Source: atinkaonline.com

2022 WASSCE: Leakages did not influence current results

Students sitting the WASSCE | File Photo Students sitting the WASSCE | File Photo

A spokesperson for the Ministry of Education, Mr. Kwasi Kwarteng, has stated that leakages of the West Africa Senior Secondary Certificate Examination (WASSCE) papers did not influence the current results of the 2022 WASSCE.

This comes after the President, Nana Addo Dankwa Akufo-Addo, described the results of the 2022 batch of students who wrote the WASSCE as the best in the last eight years.

According to him, “six (6) years on following the implementation of the Free Senior High School policy, which has guaranteed a minimum of Senior High School education for 1.7 million Ghanaian children, the highest such enrolment in our history, I can state, without equivocation, that I am very proud of the policy and of its results thus far.”

Delivering an address at the 70th Anniversary Celebration of Opoku Ware Senior High School, on Saturday, 3rd December 2022, the President noted that the 2022 WASSCE results of the third batch of the “Akufo-Addo graduates” shows 60.39% of students recording A1-C6 in English, as opposed to 51.6% in 2016.”

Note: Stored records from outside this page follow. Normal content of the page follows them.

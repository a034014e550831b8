//! Convenience re-exports for common usage.

pub use crate::notifier::PlaylistNotifier;

pub use splicepack_chunking::{
    CueAlignmentHandler, CueEvent, CueEventType, StreamData, StreamPayload, StreamSink,
    SyncPointQueue,
};
pub use splicepack_core::{
    MediaSample, StreamInfo, StreamType, TextSample, TimeScale, MPEG_TIMESCALE,
};
pub use splicepack_hls::{
    AudioInfo, EncryptionMethod, HlsParams, HlsPlaylistType, MediaInfo, MediaPlaylist,
    SignalExitEntry, SignalReturnEntry, SpliceType, TextInfo, VideoInfo,
};
pub use splicepack_scte35::{Scte35Event, SectionDecoder, SpliceInfoSection};
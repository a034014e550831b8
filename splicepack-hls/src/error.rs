//! HLS playlist error types.

use thiserror::Error;

/// Errors raised while building or writing media playlists.
#[derive(Error, Debug)]
pub enum HlsError {
    /// The media info carries no usable time scale; the stream is rejected.
    #[error("Media info does not contain a valid timescale")]
    BadMediaInfo,

    /// Playlist file I/O failed. The previous playlist stays intact since
    /// writes go through an atomic rename.
    #[error("I/O error: {0}")]
    Io(#[from] std::io::Error),

    /// Invalid playlist parameters.
    #[error("Invalid configuration: {0}")]
    InvalidConfig(String),

    /// An operation referenced a stream that was never registered.
    #[error("Unknown stream id {0}")]
    UnknownStream(u32),
}

/// Result type alias for playlist operations.
pub type Result<T> = std::result::Result<T, HlsError>;
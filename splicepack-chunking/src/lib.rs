//! # Splicepack Chunking
//!
//! Cue alignment across parallel media streams.
//!
//! Ad-break signals name a splice time, but every rendition of a program has
//! to cut at the same instant, and video can only cut cleanly at a GOP
//! boundary. This crate receives samples from N input streams plus inbound
//! SCTE-35 events, promotes each ad-break boundary to the nearest video key
//! frame, and re-emits samples and aligned [`CueEvent`]s downstream in the
//! correct order on every stream.
//!
//! # Key components
//!
//! - [`CueAlignmentHandler`] - the multi-stream alignment stage
//! - [`SyncPointQueue`] - the shared queue of future sync points
//! - [`StreamSink`] - the downstream seam the handler dispatches into
//!
//! Per-stream state is owned exclusively by the handler; the sync-point
//! queue is the only shared mutable structure and is safe to feed from
//! another thread behind an `Arc`.

pub mod cue;
pub mod error;
pub mod handler;
pub mod sync_queue;

pub use cue::{CueEvent, CueEventType, StreamData, StreamPayload};
pub use error::{ChunkingError, Result};
pub use handler::{CueAlignmentHandler, StreamSink};
pub use sync_queue::SyncPointQueue;
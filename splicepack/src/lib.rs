//! # Splicepack
//!
//! An HLS packaging core: converts a time-ordered stream of media segments,
//! key frames, encryption changes and SCTE-35 ad-insertion signals into HLS
//! media playlists, with ad-break cues aligned at GOP boundaries across all
//! renditions.
//!
//! # Architecture
//!
//! ```text
//! [TS section payload] → SCTE-35 parser → Scte35Event
//!          │
//!          ▼
//! [Cue-alignment handler] ──(aligned CueEvent)──►┬── audio MediaPlaylist
//!          ▲                                      ├── video MediaPlaylist
//!          │                                      ├── subtitle MediaPlaylist
//! [Per-stream samples]                            └── iframe MediaPlaylist
//!                                                      │
//!                                                      ▼
//!                                             atomic playlist writes
//! ```
//!
//! # Crates
//!
//! - [`splicepack_core`] - bitstream access, time scales, stream model
//! - [`splicepack_scte35`] - splice information section parsing
//! - [`splicepack_chunking`] - sync points and multi-stream cue alignment
//! - [`splicepack_hls`] - media playlist generation and rendering
//!
//! This facade re-exports the public surface and adds the
//! [`PlaylistNotifier`], which routes aligned pipeline events onto
//! per-stream playlists.
//!
//! # Example
//!
//! ```no_run
//! use splicepack::prelude::*;
//!
//! let params = HlsParams::default().with_playlist_type(HlsPlaylistType::Live)
//!     .with_time_shift_buffer_depth(30.0);
//! let mut notifier = PlaylistNotifier::new(params, "out")?;
//!
//! let media_info = MediaInfo {
//!     video: Some(VideoInfo { time_scale: 90_000, codec: "avc1.64001f".into(),
//!         ..VideoInfo::default() }),
//!     segment_template: Some("video-$Number$.m4s".into()),
//!     ..MediaInfo::default()
//! };
//! let video = notifier.register_stream(media_info, "video.m3u8", "video", "v")?;
//! notifier.on_new_segment(video, "video-1.m4s", 0, 180_000, 0, 512_000)?;
//! # Ok::<(), splicepack::HlsError>(())
//! ```

pub mod notifier;
pub mod prelude;

pub use notifier::PlaylistNotifier;

pub use splicepack_chunking::{
    ChunkingError, CueAlignmentHandler, CueEvent, CueEventType, StreamData, StreamPayload,
    StreamSink, SyncPointQueue,
};
pub use splicepack_core::{
    BitReader, BitWriter, MediaSample, StreamInfo, StreamType, TextSample, TimeScale,
    MPEG_TIMESCALE,
};
pub use splicepack_hls::{
    AudioInfo, BandwidthEstimator, EncryptionMethod, HlsEntry, HlsError, HlsParams,
    HlsPlaylistType, MediaInfo, MediaPlaylist, MediaPlaylistStreamType, SegmentInfoEntry,
    SignalExitEntry, SignalReturnEntry, SignalSpanEntry, SpliceType, TextInfo, VideoInfo,
};
pub use splicepack_scte35::{
    Scte35Error, Scte35Event, SectionDecoder, SegmentationDescriptor, SpliceCommand,
    SpliceInfoSection, SpliceInsert, SpliceTime,
};
//! Stream descriptors and sample records.
//!
//! These are the packager-side views of elementary streams: enough metadata
//! to classify a stream and enough per-sample timing to align cues and build
//! playlist entries, without carrying payload bytes around.

use crate::time::TimeScale;

/// The kind of elementary stream.
#[derive(Debug, Clone, Copy, PartialEq, Eq, Hash)]
pub enum StreamType {
    /// Audio stream.
    Audio,
    /// Video stream.
    Video,
    /// Text (subtitle or caption) stream.
    Text,
}

/// Immutable description of one input stream.
#[derive(Debug, Clone)]
pub struct StreamInfo {
    /// Stream kind.
    pub stream_type: StreamType,
    /// Clock rate for this stream's timestamps.
    pub time_scale: TimeScale,
    /// Codec string (e.g. "avc1.64001f", "mp4a.40.2").
    pub codec: String,
    /// Language tag, if known.
    pub language: Option<String>,
}

impl StreamInfo {
    /// Create a stream descriptor.
    pub fn new(stream_type: StreamType, time_scale: TimeScale, codec: impl Into<String>) -> Self {
        Self {
            stream_type,
            time_scale,
            codec: codec.into(),
            language: None,
        }
    }

    /// Set the language tag.
    pub fn with_language(mut self, language: impl Into<String>) -> Self {
        self.language = Some(language.into());
        self
    }
}

/// One audio or video sample as seen by the packager.
#[derive(Debug, Clone, Copy)]
pub struct MediaSample {
    /// Presentation timestamp in stream clock units.
    pub pts: i64,
    /// Duration in stream clock units.
    pub duration: i64,
    /// Whether this sample starts a GOP.
    pub is_key_frame: bool,
    /// Byte offset of the sample within its media file.
    pub byte_offset: u64,
    /// Size in bytes.
    pub size: u64,
}

impl MediaSample {
    /// Create a sample.
    pub fn new(pts: i64, duration: i64) -> Self {
        Self {
            pts,
            duration,
            is_key_frame: false,
            byte_offset: 0,
            size: 0,
        }
    }

    /// Mark as a key frame.
    pub fn key_frame(mut self) -> Self {
        self.is_key_frame = true;
        self
    }
}

/// One text sample (cue) with explicit start and end times.
#[derive(Debug, Clone, Copy)]
pub struct TextSample {
    /// Start time in stream clock units.
    pub start_time: i64,
    /// End time in stream clock units.
    pub end_time: i64,
}

impl TextSample {
    /// Create a text sample.
    pub fn new(start_time: i64, end_time: i64) -> Self {
        debug_assert!(end_time >= start_time);
        Self {
            start_time,
            end_time,
        }
    }

    /// Duration in stream clock units.
    pub fn duration(&self) -> i64 {
        self.end_time - self.start_time
    }
}

#[cfg(test)]
mod tests {
    use super::*;

    #[test]
    fn test_stream_info_builder() {
        let info = StreamInfo::new(StreamType::Audio, TimeScale::new(48_000).unwrap(), "mp4a.40.2")
            .with_language("en");
        assert_eq!(info.stream_type, StreamType::Audio);
        assert_eq!(info.language.as_deref(), Some("en"));
    }

    #[test]
    fn test_text_sample_duration() {
        let sample = TextSample::new(1000, 3500);
        assert_eq!(sample.duration(), 2500);
    }
}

In Integrated Science, he noted that 62.45% recorded A1-C6 in Integrated Science in 2022, as opposed to 48.35% in 2016, with the 2022 result being a slight regression from the 2021 pass rate of 65.70%.

President Akufo-Addo added that 61.39% of students recorded A1-C6 in Mathematics, as compared to 33.12% in 2016; and 71.51% recorded A1-C6 in Social Studies, as compared to 54.55% in 2016.

“Lest we forget, the 2021 batch of students, who also obtained very commendable results, were the pioneers of the double track system, which elicited a lot of vilification and unfounded criticism on its introduction,” he said.

Speaking on Atinka TV’s morning show, Ghana Nie with Ekourba Gyasi Simpremu, Mr Kwasi Kwarteng observed that some persons were attributing the success of the 2022 WASSCE to leakages.

He said that as a human institution, it was possible that there would be leakages, but they could not influence the results because examiners put in place certain mechanisms to regulate leakages, malpractice, and others.

According to him, some of these mechanisms were serialisation where there were different questions at different centres.

Mr. Kwasi Kwarteng also said such comments were discouraging to the students because they studied well to achieve the results, aside from the teachers who also went all out to teach the students.

“This year, the Minister implemented something called question serialization, which began with the BECE and was later extended to the WASSCE. The serialization means that as they write the examination, each region has its own set of questions, as do the centers; even within the same center, someone’s question one could be someone’s question 20, making it difficult to engage in malpractice. Even the students were unaware that some of the questions were serialized and that WAEC was piloting it under our supervision. So, if you put all of these safeguards in place and students write and pass, it’s concerning when people attribute it to leaks,”

He said even though the serialisation was extended to WASSCE minimally, moving forward, it would be piloted massively.